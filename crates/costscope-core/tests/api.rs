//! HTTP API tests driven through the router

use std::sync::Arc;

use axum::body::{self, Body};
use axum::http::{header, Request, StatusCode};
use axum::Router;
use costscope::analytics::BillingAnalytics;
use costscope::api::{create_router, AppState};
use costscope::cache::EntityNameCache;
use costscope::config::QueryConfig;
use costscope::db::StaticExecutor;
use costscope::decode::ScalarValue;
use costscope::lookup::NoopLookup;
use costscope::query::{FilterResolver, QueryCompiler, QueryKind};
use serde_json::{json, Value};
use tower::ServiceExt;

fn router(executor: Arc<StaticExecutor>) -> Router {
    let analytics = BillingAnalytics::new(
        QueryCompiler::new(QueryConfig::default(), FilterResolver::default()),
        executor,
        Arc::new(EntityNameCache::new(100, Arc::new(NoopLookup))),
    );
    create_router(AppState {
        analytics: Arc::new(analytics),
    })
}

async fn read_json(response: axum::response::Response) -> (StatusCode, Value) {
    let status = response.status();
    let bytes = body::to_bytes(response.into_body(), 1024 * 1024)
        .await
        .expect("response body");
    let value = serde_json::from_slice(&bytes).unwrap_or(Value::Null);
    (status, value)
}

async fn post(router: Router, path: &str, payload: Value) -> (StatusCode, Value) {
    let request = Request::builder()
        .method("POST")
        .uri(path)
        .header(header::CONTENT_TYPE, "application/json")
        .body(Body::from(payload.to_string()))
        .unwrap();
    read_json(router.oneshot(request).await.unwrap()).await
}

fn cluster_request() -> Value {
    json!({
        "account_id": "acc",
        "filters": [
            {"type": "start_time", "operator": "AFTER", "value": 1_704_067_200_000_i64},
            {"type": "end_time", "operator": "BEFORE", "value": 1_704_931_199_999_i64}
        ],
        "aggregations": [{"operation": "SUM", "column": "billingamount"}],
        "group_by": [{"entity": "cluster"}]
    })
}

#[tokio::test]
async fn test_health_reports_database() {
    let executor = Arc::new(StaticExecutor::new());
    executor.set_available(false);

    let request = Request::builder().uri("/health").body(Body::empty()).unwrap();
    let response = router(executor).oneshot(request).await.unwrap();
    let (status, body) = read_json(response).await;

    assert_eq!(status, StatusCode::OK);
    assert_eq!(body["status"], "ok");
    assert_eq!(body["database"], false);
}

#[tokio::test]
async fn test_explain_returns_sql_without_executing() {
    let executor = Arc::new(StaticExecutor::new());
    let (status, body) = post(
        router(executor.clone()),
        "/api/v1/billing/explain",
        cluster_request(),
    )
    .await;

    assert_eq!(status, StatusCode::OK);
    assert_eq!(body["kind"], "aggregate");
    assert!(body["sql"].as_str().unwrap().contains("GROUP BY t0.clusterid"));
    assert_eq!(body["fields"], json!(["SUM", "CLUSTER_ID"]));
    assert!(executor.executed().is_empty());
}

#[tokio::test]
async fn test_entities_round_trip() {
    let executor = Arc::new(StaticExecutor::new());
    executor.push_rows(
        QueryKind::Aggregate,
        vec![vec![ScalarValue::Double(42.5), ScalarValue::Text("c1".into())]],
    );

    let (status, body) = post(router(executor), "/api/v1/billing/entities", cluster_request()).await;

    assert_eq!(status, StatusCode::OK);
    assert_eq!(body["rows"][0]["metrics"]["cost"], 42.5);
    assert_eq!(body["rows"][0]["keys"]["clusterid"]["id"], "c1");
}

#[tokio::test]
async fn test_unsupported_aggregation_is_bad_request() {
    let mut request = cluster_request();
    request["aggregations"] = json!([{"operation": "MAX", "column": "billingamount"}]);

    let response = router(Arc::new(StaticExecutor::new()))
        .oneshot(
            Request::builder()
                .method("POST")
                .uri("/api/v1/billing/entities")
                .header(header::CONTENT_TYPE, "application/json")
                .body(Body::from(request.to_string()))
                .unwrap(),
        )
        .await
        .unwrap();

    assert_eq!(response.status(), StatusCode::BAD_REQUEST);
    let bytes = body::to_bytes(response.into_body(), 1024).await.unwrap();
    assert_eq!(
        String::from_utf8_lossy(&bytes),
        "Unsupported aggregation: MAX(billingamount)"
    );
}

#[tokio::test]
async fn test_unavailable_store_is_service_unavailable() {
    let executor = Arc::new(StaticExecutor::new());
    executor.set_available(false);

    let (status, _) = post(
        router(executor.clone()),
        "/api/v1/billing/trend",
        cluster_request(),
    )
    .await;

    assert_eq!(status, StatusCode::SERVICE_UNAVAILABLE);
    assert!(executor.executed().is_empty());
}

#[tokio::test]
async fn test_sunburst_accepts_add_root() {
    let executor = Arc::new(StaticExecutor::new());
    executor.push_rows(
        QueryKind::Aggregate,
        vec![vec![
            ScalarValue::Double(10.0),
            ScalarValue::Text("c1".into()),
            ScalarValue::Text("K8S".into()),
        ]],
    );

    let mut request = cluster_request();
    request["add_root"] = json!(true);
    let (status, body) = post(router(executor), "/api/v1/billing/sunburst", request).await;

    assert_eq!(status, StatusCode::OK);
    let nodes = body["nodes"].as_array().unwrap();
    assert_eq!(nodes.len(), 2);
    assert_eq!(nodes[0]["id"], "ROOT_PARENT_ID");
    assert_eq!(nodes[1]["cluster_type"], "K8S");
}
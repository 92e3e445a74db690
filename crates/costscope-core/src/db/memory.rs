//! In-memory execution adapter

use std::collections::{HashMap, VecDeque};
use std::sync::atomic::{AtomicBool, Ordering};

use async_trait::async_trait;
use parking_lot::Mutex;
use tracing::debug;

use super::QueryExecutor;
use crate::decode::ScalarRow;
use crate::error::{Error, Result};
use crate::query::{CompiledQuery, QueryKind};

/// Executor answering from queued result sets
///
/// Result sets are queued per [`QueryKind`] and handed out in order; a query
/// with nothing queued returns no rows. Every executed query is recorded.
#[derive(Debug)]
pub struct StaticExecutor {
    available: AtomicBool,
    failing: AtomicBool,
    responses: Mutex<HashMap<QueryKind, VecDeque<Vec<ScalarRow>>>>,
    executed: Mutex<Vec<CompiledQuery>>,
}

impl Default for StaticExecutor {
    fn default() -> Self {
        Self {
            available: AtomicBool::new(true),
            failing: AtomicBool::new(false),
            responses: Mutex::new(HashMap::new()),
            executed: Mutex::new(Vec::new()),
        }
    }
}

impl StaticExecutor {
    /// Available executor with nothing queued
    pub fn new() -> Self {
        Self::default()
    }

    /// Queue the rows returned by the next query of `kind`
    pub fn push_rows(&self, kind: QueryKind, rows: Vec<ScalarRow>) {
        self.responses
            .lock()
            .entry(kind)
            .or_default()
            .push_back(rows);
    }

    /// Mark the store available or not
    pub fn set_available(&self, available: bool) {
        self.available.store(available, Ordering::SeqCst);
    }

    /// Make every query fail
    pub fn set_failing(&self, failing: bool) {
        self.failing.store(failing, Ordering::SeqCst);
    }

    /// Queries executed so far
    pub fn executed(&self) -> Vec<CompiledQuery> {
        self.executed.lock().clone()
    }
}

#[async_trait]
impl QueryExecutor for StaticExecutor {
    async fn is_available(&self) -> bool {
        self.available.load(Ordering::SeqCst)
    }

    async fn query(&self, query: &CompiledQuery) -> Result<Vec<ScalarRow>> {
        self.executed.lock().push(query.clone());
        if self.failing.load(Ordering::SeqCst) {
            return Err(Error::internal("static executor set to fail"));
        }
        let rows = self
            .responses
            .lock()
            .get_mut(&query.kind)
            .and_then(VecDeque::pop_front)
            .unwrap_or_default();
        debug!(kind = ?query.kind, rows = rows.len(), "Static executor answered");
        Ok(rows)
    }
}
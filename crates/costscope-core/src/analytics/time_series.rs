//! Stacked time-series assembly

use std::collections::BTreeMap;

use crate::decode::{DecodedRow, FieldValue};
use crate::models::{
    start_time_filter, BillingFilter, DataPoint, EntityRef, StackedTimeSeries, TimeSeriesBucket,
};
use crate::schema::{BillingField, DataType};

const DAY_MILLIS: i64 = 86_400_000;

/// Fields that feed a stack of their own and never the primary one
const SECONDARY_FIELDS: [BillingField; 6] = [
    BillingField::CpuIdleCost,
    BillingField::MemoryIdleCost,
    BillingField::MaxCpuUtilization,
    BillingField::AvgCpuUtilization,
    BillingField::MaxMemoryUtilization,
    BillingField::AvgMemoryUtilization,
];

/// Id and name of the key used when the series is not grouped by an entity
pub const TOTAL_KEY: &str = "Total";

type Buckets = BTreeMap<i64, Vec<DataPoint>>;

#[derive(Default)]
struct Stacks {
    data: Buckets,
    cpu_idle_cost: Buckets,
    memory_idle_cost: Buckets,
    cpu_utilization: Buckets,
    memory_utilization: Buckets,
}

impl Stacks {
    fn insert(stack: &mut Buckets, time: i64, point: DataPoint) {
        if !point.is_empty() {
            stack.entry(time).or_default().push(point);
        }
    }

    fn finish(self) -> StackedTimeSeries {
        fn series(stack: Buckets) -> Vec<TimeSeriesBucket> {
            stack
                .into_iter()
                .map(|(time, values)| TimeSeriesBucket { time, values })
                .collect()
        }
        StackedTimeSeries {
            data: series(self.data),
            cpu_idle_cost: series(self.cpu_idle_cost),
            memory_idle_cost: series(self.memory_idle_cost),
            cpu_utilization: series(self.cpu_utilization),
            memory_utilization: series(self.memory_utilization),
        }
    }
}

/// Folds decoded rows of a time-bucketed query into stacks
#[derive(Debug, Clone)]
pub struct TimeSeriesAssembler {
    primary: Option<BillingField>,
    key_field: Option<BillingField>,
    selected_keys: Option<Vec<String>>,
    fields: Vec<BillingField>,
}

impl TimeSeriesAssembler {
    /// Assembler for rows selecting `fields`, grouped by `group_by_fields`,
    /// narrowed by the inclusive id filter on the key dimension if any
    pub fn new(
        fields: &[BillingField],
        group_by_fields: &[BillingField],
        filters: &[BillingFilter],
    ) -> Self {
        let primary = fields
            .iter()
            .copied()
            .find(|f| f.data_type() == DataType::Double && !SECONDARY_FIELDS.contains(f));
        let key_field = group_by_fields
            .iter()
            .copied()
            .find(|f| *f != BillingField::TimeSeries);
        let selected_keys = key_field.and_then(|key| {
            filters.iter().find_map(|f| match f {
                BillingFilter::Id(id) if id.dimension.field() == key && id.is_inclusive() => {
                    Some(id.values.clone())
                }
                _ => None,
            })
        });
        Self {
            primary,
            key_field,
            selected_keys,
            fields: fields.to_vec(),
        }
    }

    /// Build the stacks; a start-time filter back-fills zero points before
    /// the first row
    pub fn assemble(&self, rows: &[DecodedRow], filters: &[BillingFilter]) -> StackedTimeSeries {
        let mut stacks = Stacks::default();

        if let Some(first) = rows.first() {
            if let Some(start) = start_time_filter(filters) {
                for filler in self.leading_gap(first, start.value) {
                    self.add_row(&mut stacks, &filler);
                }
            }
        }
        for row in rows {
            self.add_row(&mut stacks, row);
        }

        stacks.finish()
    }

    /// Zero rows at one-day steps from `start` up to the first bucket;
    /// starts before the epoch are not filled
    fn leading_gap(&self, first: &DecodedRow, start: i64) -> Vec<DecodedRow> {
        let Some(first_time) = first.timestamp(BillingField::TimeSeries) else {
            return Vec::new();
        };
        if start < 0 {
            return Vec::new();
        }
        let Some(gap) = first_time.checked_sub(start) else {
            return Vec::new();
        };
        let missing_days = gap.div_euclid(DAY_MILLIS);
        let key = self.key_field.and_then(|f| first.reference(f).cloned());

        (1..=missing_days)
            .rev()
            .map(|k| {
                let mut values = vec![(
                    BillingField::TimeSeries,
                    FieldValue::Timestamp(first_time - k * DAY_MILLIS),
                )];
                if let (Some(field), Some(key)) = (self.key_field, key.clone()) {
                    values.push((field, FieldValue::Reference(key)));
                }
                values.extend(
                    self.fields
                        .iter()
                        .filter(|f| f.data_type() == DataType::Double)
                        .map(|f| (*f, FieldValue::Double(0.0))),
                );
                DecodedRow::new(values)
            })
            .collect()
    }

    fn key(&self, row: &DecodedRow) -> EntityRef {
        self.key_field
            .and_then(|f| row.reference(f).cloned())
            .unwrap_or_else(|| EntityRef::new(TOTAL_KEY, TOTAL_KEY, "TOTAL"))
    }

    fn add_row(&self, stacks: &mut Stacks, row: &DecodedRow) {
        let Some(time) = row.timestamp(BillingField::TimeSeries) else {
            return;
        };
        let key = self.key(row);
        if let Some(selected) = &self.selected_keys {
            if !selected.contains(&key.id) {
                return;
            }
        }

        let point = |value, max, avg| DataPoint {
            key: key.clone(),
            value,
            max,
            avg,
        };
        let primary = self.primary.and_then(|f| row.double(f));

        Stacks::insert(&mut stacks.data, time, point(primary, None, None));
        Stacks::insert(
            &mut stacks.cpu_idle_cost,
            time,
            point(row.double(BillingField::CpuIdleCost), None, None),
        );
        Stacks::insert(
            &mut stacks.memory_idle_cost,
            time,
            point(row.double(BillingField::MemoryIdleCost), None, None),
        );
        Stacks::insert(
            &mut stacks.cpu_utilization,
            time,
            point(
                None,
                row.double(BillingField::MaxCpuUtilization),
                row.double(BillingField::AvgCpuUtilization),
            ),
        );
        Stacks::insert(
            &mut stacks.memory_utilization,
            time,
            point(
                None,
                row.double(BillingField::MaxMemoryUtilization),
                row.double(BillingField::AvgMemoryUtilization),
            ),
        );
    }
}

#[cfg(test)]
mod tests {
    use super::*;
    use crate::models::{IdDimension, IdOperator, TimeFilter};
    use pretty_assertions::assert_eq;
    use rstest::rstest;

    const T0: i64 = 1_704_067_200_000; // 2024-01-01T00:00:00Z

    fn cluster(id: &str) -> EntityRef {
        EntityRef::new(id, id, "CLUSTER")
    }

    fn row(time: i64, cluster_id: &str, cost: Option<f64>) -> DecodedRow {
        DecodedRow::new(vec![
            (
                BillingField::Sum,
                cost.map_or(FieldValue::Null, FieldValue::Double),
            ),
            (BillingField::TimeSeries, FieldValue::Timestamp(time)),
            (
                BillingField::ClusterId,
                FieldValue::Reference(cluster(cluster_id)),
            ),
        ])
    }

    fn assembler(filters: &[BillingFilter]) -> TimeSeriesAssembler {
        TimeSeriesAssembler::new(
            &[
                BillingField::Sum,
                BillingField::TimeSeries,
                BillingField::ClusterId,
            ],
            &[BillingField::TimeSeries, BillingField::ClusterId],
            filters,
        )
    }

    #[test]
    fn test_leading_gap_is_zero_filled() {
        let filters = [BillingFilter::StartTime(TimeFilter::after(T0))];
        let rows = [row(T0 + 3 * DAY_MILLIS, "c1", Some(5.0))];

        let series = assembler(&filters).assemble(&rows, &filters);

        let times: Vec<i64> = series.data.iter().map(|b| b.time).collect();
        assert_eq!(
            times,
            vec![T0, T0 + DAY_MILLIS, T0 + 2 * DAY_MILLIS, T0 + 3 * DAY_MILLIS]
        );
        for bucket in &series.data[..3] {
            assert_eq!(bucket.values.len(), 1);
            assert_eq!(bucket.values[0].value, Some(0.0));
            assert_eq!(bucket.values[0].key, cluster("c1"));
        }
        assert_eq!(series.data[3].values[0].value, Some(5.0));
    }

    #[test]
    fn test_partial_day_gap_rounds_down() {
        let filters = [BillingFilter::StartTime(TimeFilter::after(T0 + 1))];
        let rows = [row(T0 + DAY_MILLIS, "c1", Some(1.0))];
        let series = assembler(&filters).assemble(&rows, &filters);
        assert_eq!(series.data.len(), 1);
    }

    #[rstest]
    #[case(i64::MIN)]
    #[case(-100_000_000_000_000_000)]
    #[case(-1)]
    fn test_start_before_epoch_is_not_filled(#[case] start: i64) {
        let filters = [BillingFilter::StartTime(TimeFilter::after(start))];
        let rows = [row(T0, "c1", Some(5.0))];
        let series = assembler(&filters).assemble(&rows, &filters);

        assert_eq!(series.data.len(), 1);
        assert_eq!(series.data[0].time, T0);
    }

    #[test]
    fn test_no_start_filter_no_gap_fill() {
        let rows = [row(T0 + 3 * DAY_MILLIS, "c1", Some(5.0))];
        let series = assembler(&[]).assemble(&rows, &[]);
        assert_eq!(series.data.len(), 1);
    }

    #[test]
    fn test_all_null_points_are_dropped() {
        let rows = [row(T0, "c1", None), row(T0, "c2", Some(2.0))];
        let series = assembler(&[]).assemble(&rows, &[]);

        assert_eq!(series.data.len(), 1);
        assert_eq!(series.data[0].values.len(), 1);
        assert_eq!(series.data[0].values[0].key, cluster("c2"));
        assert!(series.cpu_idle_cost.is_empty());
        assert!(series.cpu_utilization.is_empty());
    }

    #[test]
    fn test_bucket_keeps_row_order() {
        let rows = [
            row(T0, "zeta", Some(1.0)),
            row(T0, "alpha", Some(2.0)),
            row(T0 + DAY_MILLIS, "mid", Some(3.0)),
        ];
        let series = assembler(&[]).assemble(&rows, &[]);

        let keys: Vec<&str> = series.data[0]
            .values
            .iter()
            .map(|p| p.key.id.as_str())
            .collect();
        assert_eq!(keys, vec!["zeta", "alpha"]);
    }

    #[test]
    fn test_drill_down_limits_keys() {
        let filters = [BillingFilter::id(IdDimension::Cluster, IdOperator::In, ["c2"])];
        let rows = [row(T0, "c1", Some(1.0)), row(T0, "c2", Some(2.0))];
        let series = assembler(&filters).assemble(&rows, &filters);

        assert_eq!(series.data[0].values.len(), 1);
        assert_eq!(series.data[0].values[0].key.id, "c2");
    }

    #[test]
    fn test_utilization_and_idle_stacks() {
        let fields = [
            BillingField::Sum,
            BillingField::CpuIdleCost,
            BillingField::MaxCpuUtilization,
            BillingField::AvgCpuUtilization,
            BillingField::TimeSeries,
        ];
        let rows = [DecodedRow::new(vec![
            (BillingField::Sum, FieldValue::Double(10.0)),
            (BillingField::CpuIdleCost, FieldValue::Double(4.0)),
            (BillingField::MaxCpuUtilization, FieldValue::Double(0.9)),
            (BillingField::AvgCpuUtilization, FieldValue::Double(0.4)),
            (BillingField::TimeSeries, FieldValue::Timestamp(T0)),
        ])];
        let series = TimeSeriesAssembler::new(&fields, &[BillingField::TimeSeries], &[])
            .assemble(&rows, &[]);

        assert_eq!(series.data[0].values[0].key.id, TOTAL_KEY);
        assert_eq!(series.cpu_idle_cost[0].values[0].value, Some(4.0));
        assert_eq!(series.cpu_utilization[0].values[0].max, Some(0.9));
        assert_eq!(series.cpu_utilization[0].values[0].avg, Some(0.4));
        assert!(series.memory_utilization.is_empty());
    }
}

* * * * *

WORK REQUIRED ▸ Give the number of lines in the entries that hold the string "impl", and add nothing else.

ANSWER BELOW ▸ 5